L’Amérique n’en a décidément pas fini avec son admiration pour la Nouvelle Vague, qui a réinventé le cinéma à défaut de réinventer la vie dans les années 60. Parti de France, ce mouvement a essaimé un peu partout dans le monde, mais c’est aux États-Unis qu’il s’est peut-être le plus ancré. Les rétrospectives des réalisateurs ou acteurs se multiplient, encore aujourd’hui, plus d’un demi-siècle plus tard, et Film at Lincoln Center a décidé d’aborder cette montagne par un versant plutôt original : celui d’un critique de cinéma, Serge Daney, qui a fait autorité aux « Cahiers Du Cinéma » pendant de longues années, jusqu’à sa mort du sida en 1992.
« Never Look Away : Serge Daney’s Radical 1970s » présente une sélection très éclectique de films chroniqués par le critique français, dans une collection d’essais qui vient d’être traduite en anglais. Connue en France sous le nom de « La Rampe », cette sélection d’articles s’intitule « Footlights » dans sa version américaine. L’équipe de Film at Lincoln Center y a puisé un certain nombre de long-métrages qui seront montrés du vendredi 26 janvier au dimanche 4 février.
«On n’allait pas voir un film, on allait au cinéma»
On replonge dans une époque : « D’abord, bien sûr, la peur, écrit Serge Daney dans La Rampe / Footlights.
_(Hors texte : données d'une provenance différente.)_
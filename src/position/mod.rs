//! Source offset to line/column resolution
//!
//! Architecture: Pure Functions - position resolution knows nothing about rules or models
//! - `resolve` scans the text up to the offset
//! - `LineIndex` precomputes newline offsets and answers with a binary search
//! - Both agree on every input; only `\n` ends a line, `\r` counts as a column
//!
//! Offsets and columns count UTF-16 code units, the unit javac positions use.
//! A character outside the BMP is two units wide. An offset past the end of the
//! text is rejected with `OffsetOutOfRange`.

use crate::domain::violations::{GuardianError, GuardianResult};
use serde::{Deserialize, Serialize};
use std::fmt;

/// A 1-based line and column
#[derive(Debug, Clone, Copy, PartialEq, Eq, PartialOrd, Ord, Hash, Serialize, Deserialize)]
pub struct Position {
    pub line: u32,
    pub column: u32,
}

impl Position {
    pub const START: Position = Position { line: 1, column: 1 };
}

impl fmt::Display for Position {
    fn fmt(&self, f: &mut fmt::Formatter<'_>) -> fmt::Result {
        write!(f, "[{},{}]", self.line, self.column)
    }
}

/// Resolve `offset` within `text` by scanning every code unit before it
pub fn resolve(text: &str, offset: usize) -> GuardianResult<Position> {
    let mut line: usize = 1;
    let mut column: usize = 1;
    let mut scanned = 0;

    for ch in text.chars() {
        if scanned >= offset {
            break;
        }
        // An offset inside a surrogate pair only counts the units before it
        let units = ch.len_utf16().min(offset - scanned);
        scanned += units;
        if ch == '\n' {
            line += 1;
            column = 1;
        } else {
            column += units;
        }
    }

    if scanned < offset {
        return Err(GuardianError::OffsetOutOfRange {
            offset,
            length: scanned,
        });
    }

    Ok(Position {
        line: saturating_u32(line),
        column: saturating_u32(column),
    })
}

/// Newline table for one text, built once and queried in O(log n)
#[derive(Debug, Clone, Default, PartialEq, Eq)]
pub struct LineIndex {
    /// UTF-16 offsets of every `\n`, ascending
    newlines: Vec<usize>,
    len_utf16: usize,
}

impl LineIndex {
    pub fn new(text: &str) -> Self {
        let mut newlines = Vec::new();
        let mut len_utf16 = 0;

        for ch in text.chars() {
            if ch == '\n' {
                newlines.push(len_utf16);
            }
            len_utf16 += ch.len_utf16();
        }

        Self { newlines, len_utf16 }
    }

    /// Length of the text in UTF-16 code units
    pub fn len_utf16(&self) -> usize {
        self.len_utf16
    }

    pub fn line_count(&self) -> usize {
        self.newlines.len() + 1
    }

    pub fn position(&self, offset: usize) -> GuardianResult<Position> {
        if offset > self.len_utf16 {
            return Err(GuardianError::OffsetOutOfRange {
                offset,
                length: self.len_utf16,
            });
        }

        // Newlines strictly before the offset; a newline at the offset itself
        // still belongs to the current line.
        let preceding = self.newlines.partition_point(|&newline| newline < offset);
        let line_start = match preceding {
            0 => 0,
            n => self.newlines[n - 1] + 1,
        };

        Ok(Position {
            line: saturating_u32(preceding + 1),
            column: saturating_u32(offset - line_start + 1),
        })
    }
}

fn saturating_u32(value: usize) -> u32 {
    u32::try_from(value).unwrap_or(u32::MAX)
}

#[cfg(test)]
mod tests {
    use super::*;
    use rstest::rstest;

    #[rstest]
    #[case("ab\ncd", 0, 1, 1)]
    #[case("ab\ncd", 1, 1, 2)]
    #[case("ab\ncd", 2, 1, 3)]
    #[case("ab\ncd", 3, 2, 1)]
    #[case("ab\ncd", 5, 2, 3)]
    #[case("\n\n\n", 3, 4, 1)]
    #[case("a\r\nb", 3, 2, 1)]
    #[case("a\r\nb", 2, 1, 3)]
    #[case("é\nü x", 4, 2, 3)]
    #[case("", 0, 1, 1)]
    #[case("// \u{1F600}\n  Repo r;", 8, 2, 3)]
    #[case("a\u{1F600}b", 3, 1, 4)]
    #[case("a\u{1F600}b", 2, 1, 3)]
    fn test_resolve_cases(
        #[case] text: &str,
        #[case] offset: usize,
        #[case] line: u32,
        #[case] column: u32,
    ) {
        let expected = Position { line, column };

        assert_eq!(resolve(text, offset).unwrap(), expected);
        assert_eq!(LineIndex::new(text).position(offset).unwrap(), expected);
    }

    #[test]
    fn test_resolve_is_idempotent() {
        let text = "class A {\n  Repo repo;\n}\n";

        assert_eq!(resolve(text, 14).unwrap(), resolve(text, 14).unwrap());
    }

    #[test]
    fn test_every_offset_agrees_and_is_positive() {
        let text = "package a;\n\n@Component\nclass A {\r\n\tRepo r; // \u{1F4E6}\n}\nü";
        let index = LineIndex::new(text);
        let length = text.encode_utf16().count();

        for offset in 0..=length {
            let scanned = resolve(text, offset).unwrap();
            assert!(scanned.line >= 1 && scanned.column >= 1);
            assert_eq!(index.position(offset).unwrap(), scanned, "offset {offset}");
        }
    }

    #[test]
    fn test_offset_out_of_range() {
        let err = resolve("abc", 4).unwrap_err();
        assert!(matches!(err, GuardianError::OffsetOutOfRange { offset: 4, length: 3 }));

        let err = LineIndex::new("abc").position(10).unwrap_err();
        assert!(matches!(err, GuardianError::OffsetOutOfRange { offset: 10, length: 3 }));
    }

    #[test]
    fn test_line_index_counts() {
        let index = LineIndex::new("a\nb\nc");

        assert_eq!(index.len_utf16(), 5);
        assert_eq!(index.line_count(), 3);
    }

    #[test]
    fn test_supplementary_characters_take_two_units() {
        let text = "x\u{1F600}";

        assert_eq!(LineIndex::new(text).len_utf16(), 3);
        assert_eq!(resolve(text, 3).unwrap(), Position { line: 1, column: 4 });
        assert!(matches!(
            resolve(text, 4).unwrap_err(),
            GuardianError::OffsetOutOfRange { offset: 4, length: 3 }
        ));
    }

    #[test]
    fn test_position_display() {
        assert_eq!(Position { line: 3, column: 9 }.to_string(), "[3,9]");
        assert_eq!(Position::START, Position { line: 1, column: 1 });
    }
}
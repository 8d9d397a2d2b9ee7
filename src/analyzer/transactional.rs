//! Transactional repository rule
//!
//! Code Quality Principle: Specialized Analysis Services - the rule reads a ProgramModel and returns values
//! - Implements ModelRule for clean polymorphism
//! - Components already carrying an exemption annotation are never inspected
//! - Positions are resolved per class from its source file; failures degrade to an unknown position

use crate::analyzer::{ModelRule, RuleOutcome};
use crate::config::{simple_name, RuleConfig, RULE_ID, UNRESOLVED_RULE_ID};
use crate::domain::model::{Declaration, ProgramModel, SourceFile};
use crate::domain::violations::{GuardianError, Severity, Violation};
use rayon::prelude::*;
use std::collections::HashSet;
use std::path::PathBuf;

/// Flags managed components that hold a repository-typed field without being transactional
#[derive(Debug, Clone)]
pub struct TransactionalRule {
    config: RuleConfig,
}

/// A field worth reporting, in declaration order
enum Finding<'a> {
    Repository(&'a Declaration),
    Unresolved(&'a Declaration, GuardianError),
}

/// What evaluating one candidate produced
#[derive(Debug)]
enum ClassOutcome {
    NotAClass,
    Exempt,
    Inspected(Vec<Violation>),
}

impl TransactionalRule {
    pub fn new(config: RuleConfig) -> Self {
        Self { config }
    }

    pub fn config(&self) -> &RuleConfig {
        &self.config
    }

    /// Diagnostic message for one offending field
    pub fn message(&self, class_name: &str, field_name: &str) -> String {
        format!(
            "{} bean is mandatory transactional since {} is a {}",
            class_name,
            field_name,
            self.config.repository_simple_name()
        )
    }

    fn is_exempt(&self, model: &dyn ProgramModel, class: &Declaration) -> bool {
        self.config
            .exempt_annotations
            .iter()
            .any(|annotation| model.has_annotation(class, annotation))
    }

    fn evaluate_class(&self, model: &dyn ProgramModel, class: &Declaration) -> ClassOutcome {
        if !class.is_class() {
            return ClassOutcome::NotAClass;
        }

        if self.is_exempt(model, class) {
            tracing::debug!("{} is already transactional, skipping", class.name);
            return ClassOutcome::Exempt;
        }

        let mut findings = Vec::new();

        for field in model.enclosed_members(class).iter().filter(|m| m.is_field()) {
            match model.interface_closure(field) {
                Ok(closure) => {
                    if closure.contains(&self.config.repository_interface) {
                        findings.push(Finding::Repository(field));
                    }
                }
                Err(e) => {
                    if e.is_recoverable() {
                        tracing::debug!("Treating {}.{} as implementing nothing: {}", class.name, field.name, e);
                    } else {
                        tracing::warn!("Interface closure of {}.{} failed: {}", class.name, field.name, e);
                    }
                    if self.config.report_unresolved {
                        findings.push(Finding::Unresolved(field, e));
                    }
                }
            }
        }

        if findings.is_empty() {
            return ClassOutcome::Inspected(Vec::new());
        }

        let located = Locator::new(model, class);
        let violations = findings
            .into_iter()
            .map(|finding| match finding {
                Finding::Repository(field) => {
                    let violation = Violation::new(
                        RULE_ID,
                        self.config.severity,
                        located.file_path(),
                        &class.name,
                        &field.name,
                        self.message(&class.name, &field.name),
                    );
                    located.place(violation, field).with_suggestion(self.suggestion(&class.name))
                }
                Finding::Unresolved(field, error) => {
                    let type_name = match error {
                        GuardianError::UnresolvedType { type_name, .. } => type_name,
                        other => other.to_string(),
                    };
                    let violation = Violation::new(
                        UNRESOLVED_RULE_ID,
                        Severity::Warning,
                        located.file_path(),
                        &class.name,
                        &field.name,
                        format!(
                            "{} cannot be checked for transactional use since the type of {} ({}) is unresolved",
                            class.name, field.name, type_name
                        ),
                    );
                    located.place(violation, field)
                }
            })
            .collect();

        ClassOutcome::Inspected(violations)
    }

    fn suggestion(&self, class_name: &str) -> String {
        match self.config.exempt_annotations.first() {
            Some(annotation) => format!("Annotate {} with @{}", class_name, simple_name(annotation)),
            None => format!("Make {class_name} transactional"),
        }
    }
}

impl ModelRule for TransactionalRule {
    fn id(&self) -> &str {
        RULE_ID
    }

    fn candidates<'m>(&self, model: &'m dyn ProgramModel) -> Vec<&'m Declaration> {
        let mut seen = HashSet::new();
        let mut candidates = Vec::new();

        for annotation in &self.config.component_annotations {
            for declaration in model.annotated_declarations(annotation) {
                if seen.insert(declaration as *const Declaration) {
                    candidates.push(declaration);
                }
            }
        }

        candidates
    }

    fn evaluate(
        &self,
        model: &dyn ProgramModel,
        candidates: &[&Declaration],
        parallel: bool,
    ) -> RuleOutcome {
        let outcomes: Vec<ClassOutcome> = if parallel && candidates.len() > 1 {
            candidates
                .par_iter()
                .map(|class| self.evaluate_class(model, class))
                .collect()
        } else {
            candidates
                .iter()
                .map(|class| self.evaluate_class(model, class))
                .collect()
        };

        let mut outcome = RuleOutcome::default();
        for class_outcome in outcomes {
            match class_outcome {
                ClassOutcome::NotAClass => {}
                ClassOutcome::Exempt => {
                    outcome.classes_inspected += 1;
                    outcome.classes_exempt += 1;
                }
                ClassOutcome::Inspected(violations) => {
                    outcome.classes_inspected += 1;
                    outcome.violations.extend(violations);
                }
            }
        }

        outcome
    }
}

/// Source location of one class, fetched once per class
struct Locator<'a> {
    model: &'a dyn ProgramModel,
    class: &'a Declaration,
    source: Result<SourceFile, GuardianError>,
}

impl<'a> Locator<'a> {
    fn new(model: &'a dyn ProgramModel, class: &'a Declaration) -> Self {
        let source = model.source_file_of(class);
        if let Err(e) = &source {
            tracing::warn!("Positions in {} are unknown: {}", class.name, e);
        }
        Self { model, class, source }
    }

    fn file_path(&self) -> PathBuf {
        match &self.source {
            Ok(source) => PathBuf::from(&source.id),
            Err(_) => PathBuf::from(self.model.source_identifier(self.class).unwrap_or("<unknown>")),
        }
    }

    fn place(&self, violation: Violation, field: &Declaration) -> Violation {
        let Ok(source) = &self.source else {
            return violation;
        };

        match source.position(self.model.source_offset(field)) {
            Ok(position) => violation.with_position(position),
            Err(e) => {
                tracing::warn!("Reporting {}.{} without a position: {}", self.class.name, field.name, e);
                violation
            }
        }
    }
}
Paris, au début des années cinquante. (…) Un enfant qui n’avait qu’à descendre un escalier et rencontrer une rue pour se retrouver au cinéma, planqué. J’étais cet enfant peureux. On n’allait pas ”voir un film”, on ”allait au cinéma”. » C’est dans ses jeunes années d’enfant timide qu’il tire son amour des films. Plus loin, il écrit : « La honte d’avoir vu et de n’avoir rien dit entraîne avec elle le défi de tout voir, de tout soutenir du regard, l’acquiescement aux aventures les plus aberrantes du Cinéma. »
Ce sont ces aventures là qu’on retrouve dans le décor majestueux du Walter Reade Theater du Lincoln Center. La rétrospective est organisée par deux conservateurs, Nicholas Elliott et Madeline Whittle, qui décrivent leur intérêt pour Daney : « Il a créé une sorte d’autoportrait collectif d’une génération de cinéphiles qui ont utilisé le cinéma comme moyen non seulement de comprendre le monde, mais aussi de le changer », expliquent-ils, en développant leur propos : « Que ce soit en définissant la distinction morale entre cinéma et propagande à travers les films de Jean-Luc Godard, de réfléchir à l’héritage d’étrangers d’Hollywood comme Nicholas Ray et Samuel Fuller, ou de considérer le droit à l’avortement et les luttes des travailleurs immigrés tels qu’ils sont vus dans des non-fictions historiques, « Histoires d’A » and « Nationality: Immigrant », Daney a toujours placé les films sur un plan éthique et intellectuel. »
Des classiques et des trouvailles
C’est peut-être cela qui plaît tant au monde du cinéma américain. En plus des réalisateurs déjà cités, on pourra retrouver lors de la rétrospective des titres classiques de Jacques Tati, Ousmane Sembène, Akira Kurosawa et Robert Bresson, des œuvres d’époque telles que « Milestones » de Robert Kramer et John Douglas, ainsi que « Salò ou les 120 Journées de Sodome » de Pier Paolo Pasolini, et une rare projection de l’épopée « Hitler, a Film From Germany », de Hans-Jürgen Syberberg.
Chaque film donnera lieu à une séance d’introduction à laquelle participera notamment la critique et réalisatrice française Axelle Ropert. « Nous voulons placer la pensée de Daney dans le présent et demander ce qu’elle signifie pour ceux qui travaillent et pensent le cinéma aujourd’hui », soulignent les deux organisateurs. Plus de 30 ans après sa mort, Serge Daney et la Nouvelle Vague continuent de fasciner l’Amérique pour avoir renouvelé comme peut-être jamais auparavant la façon de faire des films, à une époque où le critique de film était presque aussi important que ceux qui les réalisaient.